_Provided material_
····················
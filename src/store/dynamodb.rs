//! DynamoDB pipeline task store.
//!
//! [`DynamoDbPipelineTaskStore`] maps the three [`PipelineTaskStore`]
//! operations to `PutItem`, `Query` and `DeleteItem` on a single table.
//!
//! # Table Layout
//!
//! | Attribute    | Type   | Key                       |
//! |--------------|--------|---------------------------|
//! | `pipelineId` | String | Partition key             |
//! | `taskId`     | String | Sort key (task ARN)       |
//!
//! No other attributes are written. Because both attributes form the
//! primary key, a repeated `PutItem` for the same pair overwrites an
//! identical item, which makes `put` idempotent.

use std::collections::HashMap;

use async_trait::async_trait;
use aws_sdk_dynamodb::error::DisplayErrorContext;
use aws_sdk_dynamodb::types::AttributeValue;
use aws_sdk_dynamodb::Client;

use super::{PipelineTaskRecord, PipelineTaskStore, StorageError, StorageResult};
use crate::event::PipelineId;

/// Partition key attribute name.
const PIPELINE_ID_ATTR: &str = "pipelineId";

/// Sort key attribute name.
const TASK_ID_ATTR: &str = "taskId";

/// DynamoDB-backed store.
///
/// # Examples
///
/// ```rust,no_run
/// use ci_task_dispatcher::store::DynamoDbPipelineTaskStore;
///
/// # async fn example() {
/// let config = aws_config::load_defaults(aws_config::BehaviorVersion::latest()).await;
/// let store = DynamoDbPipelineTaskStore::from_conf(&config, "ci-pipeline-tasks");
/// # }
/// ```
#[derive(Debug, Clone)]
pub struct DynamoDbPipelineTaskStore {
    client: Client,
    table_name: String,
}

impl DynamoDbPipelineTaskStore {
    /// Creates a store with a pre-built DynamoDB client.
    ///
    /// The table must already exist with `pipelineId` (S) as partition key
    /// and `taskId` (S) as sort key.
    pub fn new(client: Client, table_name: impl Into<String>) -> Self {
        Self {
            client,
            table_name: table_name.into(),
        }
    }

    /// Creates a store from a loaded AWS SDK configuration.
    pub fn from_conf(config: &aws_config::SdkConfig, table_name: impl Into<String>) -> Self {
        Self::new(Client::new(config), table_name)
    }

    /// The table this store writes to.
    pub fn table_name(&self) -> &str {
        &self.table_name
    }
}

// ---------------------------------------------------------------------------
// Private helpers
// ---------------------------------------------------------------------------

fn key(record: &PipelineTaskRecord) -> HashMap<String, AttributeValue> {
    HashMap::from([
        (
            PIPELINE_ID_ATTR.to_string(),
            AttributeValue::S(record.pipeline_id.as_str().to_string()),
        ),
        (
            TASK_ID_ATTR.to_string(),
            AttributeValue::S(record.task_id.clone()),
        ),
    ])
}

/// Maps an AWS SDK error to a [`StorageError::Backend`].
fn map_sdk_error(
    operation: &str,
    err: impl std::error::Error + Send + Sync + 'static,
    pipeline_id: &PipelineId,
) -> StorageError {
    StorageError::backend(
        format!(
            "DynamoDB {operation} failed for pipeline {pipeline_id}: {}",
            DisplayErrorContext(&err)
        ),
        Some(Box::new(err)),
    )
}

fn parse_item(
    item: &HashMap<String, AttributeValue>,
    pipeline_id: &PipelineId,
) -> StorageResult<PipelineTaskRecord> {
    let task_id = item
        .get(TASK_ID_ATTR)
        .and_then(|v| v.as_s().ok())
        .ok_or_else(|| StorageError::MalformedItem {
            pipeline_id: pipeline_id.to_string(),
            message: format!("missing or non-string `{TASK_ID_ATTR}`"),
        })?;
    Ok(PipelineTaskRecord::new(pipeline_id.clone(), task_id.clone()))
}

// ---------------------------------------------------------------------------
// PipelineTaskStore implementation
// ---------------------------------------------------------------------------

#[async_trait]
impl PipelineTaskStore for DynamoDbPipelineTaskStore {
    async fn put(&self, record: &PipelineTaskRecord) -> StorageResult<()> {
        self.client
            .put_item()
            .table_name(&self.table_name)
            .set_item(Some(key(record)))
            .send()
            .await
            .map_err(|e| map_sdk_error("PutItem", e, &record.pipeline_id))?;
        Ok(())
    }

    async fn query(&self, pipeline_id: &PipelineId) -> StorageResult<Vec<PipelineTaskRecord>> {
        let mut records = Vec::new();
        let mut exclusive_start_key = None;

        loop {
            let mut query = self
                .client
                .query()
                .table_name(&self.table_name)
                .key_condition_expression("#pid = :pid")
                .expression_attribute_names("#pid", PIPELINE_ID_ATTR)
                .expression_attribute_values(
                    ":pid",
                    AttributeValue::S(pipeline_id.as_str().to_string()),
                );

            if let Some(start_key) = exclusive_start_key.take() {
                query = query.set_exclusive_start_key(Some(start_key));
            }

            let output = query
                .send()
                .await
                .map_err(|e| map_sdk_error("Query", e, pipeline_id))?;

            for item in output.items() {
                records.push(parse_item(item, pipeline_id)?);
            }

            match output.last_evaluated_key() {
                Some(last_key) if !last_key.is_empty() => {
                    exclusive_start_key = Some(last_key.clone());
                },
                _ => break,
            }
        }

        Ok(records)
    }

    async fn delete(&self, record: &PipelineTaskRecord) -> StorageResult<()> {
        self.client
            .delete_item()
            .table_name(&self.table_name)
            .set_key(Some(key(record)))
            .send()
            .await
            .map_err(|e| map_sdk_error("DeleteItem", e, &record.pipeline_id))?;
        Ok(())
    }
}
····················
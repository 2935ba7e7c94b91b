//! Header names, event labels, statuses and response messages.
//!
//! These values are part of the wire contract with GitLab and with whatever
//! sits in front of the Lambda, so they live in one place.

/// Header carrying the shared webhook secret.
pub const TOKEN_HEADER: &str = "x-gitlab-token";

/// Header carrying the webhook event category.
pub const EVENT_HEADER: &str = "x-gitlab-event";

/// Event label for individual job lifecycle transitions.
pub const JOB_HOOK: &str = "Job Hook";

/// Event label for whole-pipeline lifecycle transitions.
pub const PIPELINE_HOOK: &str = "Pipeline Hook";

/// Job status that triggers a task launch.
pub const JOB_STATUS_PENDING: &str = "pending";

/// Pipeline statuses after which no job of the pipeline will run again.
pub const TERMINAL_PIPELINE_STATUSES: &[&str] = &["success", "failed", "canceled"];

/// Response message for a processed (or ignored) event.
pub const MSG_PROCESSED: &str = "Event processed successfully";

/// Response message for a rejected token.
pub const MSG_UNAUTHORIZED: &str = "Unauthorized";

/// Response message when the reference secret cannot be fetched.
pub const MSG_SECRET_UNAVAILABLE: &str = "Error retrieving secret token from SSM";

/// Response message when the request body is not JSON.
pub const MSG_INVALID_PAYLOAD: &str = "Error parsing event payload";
····················
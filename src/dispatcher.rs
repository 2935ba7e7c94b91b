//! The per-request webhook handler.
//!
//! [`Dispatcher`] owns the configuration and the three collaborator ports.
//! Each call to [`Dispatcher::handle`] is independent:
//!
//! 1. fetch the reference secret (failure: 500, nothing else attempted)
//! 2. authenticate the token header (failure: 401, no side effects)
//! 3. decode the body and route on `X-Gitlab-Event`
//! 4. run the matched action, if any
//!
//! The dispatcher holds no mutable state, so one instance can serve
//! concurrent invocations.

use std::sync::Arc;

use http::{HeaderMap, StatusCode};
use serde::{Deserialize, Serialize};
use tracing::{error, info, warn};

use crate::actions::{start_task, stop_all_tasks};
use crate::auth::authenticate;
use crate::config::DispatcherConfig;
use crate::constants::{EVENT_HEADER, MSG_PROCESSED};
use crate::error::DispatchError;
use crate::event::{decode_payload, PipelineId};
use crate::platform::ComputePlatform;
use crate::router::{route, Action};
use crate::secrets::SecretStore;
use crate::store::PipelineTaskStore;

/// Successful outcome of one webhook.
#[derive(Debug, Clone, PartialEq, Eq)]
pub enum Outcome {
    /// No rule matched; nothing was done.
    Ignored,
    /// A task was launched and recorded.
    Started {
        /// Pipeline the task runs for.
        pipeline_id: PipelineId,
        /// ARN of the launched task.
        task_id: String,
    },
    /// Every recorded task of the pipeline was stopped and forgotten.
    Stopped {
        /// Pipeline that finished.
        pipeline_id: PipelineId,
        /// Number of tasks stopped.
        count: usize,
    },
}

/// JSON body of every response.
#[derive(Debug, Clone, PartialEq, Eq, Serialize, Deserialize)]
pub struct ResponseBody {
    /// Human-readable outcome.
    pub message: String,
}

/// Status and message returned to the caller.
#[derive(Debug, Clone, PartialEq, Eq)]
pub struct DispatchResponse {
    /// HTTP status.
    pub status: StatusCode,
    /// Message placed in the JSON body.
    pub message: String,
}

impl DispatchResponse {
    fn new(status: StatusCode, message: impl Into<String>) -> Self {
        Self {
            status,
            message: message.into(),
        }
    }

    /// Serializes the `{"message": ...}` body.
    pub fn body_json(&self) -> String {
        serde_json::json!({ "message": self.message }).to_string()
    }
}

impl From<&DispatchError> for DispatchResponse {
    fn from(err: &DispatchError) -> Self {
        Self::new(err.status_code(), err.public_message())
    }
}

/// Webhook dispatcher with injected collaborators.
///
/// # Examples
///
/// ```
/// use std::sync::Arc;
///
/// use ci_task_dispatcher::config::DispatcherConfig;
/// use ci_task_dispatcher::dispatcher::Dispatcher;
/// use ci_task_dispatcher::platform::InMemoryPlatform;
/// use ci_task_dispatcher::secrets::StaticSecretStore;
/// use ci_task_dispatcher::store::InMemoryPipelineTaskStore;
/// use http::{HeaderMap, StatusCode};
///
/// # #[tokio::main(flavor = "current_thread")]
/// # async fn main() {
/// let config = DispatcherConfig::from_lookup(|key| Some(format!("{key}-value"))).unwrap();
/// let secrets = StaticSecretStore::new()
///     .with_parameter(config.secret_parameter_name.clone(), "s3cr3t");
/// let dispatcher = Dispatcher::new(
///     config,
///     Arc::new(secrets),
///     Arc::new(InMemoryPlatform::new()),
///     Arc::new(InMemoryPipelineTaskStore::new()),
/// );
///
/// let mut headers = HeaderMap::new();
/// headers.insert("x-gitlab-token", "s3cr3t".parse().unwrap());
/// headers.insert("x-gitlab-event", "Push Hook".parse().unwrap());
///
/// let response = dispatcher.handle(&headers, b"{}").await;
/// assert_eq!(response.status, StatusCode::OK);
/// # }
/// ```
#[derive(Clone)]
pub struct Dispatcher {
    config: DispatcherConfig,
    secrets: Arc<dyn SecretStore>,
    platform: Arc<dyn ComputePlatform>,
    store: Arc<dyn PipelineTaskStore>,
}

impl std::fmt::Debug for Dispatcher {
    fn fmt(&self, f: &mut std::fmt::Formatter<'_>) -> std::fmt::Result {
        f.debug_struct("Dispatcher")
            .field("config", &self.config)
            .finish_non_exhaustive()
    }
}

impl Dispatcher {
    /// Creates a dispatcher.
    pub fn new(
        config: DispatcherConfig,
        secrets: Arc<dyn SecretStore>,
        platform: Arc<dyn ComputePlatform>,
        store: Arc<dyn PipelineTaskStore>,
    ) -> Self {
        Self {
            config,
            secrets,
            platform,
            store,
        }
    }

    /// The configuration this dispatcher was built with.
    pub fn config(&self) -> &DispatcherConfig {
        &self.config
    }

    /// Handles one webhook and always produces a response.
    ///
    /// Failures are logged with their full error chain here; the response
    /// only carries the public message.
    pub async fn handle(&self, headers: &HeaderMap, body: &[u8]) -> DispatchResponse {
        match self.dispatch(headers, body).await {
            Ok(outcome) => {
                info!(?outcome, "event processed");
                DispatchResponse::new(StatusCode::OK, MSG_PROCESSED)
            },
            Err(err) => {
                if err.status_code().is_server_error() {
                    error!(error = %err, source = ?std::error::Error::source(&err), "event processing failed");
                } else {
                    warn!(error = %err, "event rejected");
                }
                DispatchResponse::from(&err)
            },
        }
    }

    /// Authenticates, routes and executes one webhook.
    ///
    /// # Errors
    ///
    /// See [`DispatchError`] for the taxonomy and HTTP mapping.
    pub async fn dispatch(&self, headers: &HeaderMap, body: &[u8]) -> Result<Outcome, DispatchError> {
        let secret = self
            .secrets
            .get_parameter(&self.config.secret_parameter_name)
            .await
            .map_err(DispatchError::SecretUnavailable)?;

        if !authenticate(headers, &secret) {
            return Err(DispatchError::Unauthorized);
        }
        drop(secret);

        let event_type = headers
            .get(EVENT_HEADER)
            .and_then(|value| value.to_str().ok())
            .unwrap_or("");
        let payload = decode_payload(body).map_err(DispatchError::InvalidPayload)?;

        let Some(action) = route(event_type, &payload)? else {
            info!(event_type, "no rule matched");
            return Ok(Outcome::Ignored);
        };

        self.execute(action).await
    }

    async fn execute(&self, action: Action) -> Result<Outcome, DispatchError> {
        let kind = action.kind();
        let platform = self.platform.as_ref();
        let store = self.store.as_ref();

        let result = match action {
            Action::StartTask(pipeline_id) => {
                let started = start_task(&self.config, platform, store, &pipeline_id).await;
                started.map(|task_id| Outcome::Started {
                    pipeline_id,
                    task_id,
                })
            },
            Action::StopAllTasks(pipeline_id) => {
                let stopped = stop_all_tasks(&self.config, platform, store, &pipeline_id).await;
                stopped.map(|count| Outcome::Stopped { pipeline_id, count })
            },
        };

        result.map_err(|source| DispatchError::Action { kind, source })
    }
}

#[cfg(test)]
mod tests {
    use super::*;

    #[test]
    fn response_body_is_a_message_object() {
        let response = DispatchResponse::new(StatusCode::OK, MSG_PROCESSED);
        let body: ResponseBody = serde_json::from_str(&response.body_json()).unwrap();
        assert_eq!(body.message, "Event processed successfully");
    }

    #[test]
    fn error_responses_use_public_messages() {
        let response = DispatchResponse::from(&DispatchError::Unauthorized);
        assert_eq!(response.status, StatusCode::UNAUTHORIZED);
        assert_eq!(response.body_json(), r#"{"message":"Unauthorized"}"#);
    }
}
····················
_Exercise details_
Return all lines of the data in which the string "InMemoryPlatform" appears.

_Solution_
/// use ci_task_dispatcher::platform::InMemoryPlatform;
///     Arc::new(InMemoryPlatform::new()),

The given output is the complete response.